-------- Exercise inputs --------

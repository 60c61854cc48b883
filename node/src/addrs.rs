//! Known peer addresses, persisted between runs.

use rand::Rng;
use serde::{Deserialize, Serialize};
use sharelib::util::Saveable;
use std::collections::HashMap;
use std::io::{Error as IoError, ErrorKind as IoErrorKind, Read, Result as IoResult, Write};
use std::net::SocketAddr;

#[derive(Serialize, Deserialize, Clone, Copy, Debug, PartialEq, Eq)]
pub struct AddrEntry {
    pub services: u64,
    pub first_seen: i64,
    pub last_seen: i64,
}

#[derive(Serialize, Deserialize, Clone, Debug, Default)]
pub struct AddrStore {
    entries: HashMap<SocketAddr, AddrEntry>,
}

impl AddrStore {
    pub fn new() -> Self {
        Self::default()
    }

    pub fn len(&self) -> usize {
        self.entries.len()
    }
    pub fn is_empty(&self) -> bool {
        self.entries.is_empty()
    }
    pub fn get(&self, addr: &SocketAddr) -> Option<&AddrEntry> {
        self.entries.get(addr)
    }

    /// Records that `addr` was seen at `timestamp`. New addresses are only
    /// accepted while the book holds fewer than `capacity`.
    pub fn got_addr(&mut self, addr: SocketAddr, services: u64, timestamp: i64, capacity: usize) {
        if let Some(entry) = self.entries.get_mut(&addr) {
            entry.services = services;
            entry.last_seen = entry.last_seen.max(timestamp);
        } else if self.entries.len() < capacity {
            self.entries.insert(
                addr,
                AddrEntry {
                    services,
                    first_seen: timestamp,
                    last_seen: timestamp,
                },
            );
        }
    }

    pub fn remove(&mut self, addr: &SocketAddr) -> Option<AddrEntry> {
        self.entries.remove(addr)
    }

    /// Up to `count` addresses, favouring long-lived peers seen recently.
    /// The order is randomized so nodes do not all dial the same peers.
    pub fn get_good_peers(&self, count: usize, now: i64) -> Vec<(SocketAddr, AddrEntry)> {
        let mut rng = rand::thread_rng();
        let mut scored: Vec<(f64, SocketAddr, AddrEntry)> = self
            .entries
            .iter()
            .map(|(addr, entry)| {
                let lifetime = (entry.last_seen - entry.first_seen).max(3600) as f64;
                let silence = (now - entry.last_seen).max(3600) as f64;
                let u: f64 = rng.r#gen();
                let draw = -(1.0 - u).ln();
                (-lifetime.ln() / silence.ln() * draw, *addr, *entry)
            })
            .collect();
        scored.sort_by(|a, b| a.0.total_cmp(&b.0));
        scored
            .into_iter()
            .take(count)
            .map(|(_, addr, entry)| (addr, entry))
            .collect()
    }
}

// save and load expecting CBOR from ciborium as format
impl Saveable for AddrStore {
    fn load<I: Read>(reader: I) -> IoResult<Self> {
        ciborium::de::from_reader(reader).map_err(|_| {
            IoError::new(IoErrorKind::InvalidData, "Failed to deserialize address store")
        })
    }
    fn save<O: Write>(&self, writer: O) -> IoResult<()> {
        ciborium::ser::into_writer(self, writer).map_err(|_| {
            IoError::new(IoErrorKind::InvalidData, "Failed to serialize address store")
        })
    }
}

--------
-------- Exercise inputs --------

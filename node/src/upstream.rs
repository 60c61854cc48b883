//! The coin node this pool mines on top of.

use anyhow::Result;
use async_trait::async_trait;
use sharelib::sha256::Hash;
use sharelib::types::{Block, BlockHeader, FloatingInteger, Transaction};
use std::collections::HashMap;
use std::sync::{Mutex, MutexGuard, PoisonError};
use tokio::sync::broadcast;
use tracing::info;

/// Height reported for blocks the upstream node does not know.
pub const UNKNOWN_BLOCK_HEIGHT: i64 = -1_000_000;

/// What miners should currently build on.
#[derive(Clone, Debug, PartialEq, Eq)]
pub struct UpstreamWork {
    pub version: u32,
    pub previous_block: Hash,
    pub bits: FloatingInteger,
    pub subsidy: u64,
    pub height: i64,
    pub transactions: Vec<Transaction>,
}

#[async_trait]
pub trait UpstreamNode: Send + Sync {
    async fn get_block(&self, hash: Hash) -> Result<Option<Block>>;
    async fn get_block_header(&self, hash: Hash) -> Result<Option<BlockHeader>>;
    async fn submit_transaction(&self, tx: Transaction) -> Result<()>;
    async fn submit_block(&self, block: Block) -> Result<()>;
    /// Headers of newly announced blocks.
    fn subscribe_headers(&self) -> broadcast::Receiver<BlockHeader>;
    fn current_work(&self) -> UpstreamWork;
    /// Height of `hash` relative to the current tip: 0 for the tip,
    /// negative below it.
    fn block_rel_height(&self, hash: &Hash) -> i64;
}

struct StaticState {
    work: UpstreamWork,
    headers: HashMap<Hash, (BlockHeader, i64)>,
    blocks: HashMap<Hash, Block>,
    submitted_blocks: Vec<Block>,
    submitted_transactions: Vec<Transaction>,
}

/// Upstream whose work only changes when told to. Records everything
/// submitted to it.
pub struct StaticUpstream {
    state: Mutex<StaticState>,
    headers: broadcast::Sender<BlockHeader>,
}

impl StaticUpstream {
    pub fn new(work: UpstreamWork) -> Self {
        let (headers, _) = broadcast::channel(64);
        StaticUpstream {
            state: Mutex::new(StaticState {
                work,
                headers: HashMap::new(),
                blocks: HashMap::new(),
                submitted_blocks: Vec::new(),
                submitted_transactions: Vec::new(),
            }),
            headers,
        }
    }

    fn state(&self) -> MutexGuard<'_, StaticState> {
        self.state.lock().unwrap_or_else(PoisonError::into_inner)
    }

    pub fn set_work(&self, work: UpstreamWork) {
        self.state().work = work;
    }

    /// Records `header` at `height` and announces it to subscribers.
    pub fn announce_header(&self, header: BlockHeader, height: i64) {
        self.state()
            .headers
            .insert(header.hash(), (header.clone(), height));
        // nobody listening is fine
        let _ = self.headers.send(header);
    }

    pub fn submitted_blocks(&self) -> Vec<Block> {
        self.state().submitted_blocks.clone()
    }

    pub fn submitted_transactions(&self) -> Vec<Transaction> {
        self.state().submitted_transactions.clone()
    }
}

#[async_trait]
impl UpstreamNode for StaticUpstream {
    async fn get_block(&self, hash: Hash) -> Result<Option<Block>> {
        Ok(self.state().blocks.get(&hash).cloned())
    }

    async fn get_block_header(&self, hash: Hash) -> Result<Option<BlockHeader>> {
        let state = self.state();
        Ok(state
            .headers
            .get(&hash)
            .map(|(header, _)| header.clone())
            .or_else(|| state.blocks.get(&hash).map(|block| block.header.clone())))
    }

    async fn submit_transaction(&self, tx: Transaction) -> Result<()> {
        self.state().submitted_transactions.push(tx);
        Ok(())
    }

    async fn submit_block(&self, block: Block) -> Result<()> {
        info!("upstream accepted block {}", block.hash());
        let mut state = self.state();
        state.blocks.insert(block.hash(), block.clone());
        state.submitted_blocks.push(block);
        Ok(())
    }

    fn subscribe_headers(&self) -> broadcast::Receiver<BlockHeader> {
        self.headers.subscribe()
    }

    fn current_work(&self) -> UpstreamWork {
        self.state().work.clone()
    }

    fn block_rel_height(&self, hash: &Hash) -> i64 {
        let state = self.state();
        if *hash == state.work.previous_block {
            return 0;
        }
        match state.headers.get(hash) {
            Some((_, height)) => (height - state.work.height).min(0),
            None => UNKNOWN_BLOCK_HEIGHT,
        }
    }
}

--------
-------- Exercise inputs --------

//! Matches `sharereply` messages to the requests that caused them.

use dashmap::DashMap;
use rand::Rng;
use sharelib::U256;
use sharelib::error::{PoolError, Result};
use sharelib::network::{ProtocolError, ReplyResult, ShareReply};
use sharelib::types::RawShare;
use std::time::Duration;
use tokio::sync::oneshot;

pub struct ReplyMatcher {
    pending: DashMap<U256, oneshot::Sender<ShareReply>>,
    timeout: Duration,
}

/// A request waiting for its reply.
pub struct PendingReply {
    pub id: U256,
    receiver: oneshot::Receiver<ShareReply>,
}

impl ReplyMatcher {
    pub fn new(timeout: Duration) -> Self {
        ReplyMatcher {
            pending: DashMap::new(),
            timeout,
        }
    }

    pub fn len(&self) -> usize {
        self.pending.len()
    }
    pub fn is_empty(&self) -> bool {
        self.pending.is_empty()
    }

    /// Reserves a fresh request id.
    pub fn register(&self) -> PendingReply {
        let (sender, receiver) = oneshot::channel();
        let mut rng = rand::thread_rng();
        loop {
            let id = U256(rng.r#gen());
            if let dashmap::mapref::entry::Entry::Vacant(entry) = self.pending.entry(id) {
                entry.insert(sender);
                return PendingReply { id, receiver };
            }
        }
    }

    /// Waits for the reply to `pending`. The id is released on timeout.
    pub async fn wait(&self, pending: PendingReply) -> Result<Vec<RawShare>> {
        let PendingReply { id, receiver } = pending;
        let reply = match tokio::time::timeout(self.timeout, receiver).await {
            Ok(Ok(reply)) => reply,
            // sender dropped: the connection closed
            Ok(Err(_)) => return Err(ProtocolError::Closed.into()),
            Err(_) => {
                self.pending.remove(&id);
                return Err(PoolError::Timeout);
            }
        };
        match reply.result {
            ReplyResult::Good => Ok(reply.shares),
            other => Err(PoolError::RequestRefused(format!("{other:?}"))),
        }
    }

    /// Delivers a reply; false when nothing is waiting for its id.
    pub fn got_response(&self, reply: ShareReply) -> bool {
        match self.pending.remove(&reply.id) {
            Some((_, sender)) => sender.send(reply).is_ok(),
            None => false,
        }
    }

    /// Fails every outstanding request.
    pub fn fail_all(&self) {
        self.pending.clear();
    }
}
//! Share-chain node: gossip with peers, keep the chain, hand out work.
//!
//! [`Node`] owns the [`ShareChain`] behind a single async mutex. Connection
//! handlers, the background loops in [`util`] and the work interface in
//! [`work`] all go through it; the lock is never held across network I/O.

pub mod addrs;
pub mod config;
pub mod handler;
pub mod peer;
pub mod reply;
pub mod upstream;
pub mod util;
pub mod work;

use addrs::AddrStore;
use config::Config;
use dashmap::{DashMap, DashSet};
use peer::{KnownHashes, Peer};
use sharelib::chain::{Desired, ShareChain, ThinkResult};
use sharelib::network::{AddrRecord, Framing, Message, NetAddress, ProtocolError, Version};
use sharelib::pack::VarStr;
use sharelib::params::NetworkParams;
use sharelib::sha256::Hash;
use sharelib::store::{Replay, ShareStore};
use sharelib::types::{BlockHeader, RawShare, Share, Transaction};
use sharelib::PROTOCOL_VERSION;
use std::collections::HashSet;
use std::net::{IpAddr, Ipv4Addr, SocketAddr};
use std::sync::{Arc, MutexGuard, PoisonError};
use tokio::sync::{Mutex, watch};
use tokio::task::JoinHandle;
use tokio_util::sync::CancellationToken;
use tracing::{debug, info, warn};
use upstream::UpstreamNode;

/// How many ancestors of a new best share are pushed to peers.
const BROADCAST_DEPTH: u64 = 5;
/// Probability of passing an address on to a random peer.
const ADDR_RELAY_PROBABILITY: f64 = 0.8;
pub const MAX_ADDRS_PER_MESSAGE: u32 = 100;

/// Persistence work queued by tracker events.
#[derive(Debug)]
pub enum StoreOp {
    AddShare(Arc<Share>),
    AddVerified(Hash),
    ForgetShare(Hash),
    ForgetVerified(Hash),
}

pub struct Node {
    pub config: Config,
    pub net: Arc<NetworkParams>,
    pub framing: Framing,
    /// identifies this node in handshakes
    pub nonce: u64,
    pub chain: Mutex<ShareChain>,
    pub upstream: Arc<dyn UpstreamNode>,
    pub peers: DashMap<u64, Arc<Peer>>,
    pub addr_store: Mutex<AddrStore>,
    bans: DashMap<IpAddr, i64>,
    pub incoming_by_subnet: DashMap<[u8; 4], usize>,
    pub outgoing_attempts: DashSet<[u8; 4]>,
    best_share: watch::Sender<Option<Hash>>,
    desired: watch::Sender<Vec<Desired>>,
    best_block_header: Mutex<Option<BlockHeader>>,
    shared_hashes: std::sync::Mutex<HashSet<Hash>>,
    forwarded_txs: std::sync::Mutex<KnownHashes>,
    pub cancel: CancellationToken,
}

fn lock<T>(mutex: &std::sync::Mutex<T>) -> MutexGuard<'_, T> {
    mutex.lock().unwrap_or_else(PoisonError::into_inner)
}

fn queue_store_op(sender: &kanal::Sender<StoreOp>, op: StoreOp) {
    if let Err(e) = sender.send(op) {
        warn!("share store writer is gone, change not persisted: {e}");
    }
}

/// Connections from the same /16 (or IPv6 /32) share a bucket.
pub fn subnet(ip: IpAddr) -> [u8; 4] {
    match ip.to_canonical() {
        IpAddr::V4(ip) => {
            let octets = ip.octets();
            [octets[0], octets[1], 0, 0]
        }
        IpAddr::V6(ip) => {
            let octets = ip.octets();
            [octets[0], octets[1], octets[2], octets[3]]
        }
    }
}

--------

◆ Problem to work on: Provide the count of lines in the data above containing "ShareChain", and nothing further.

◆ Response below: 3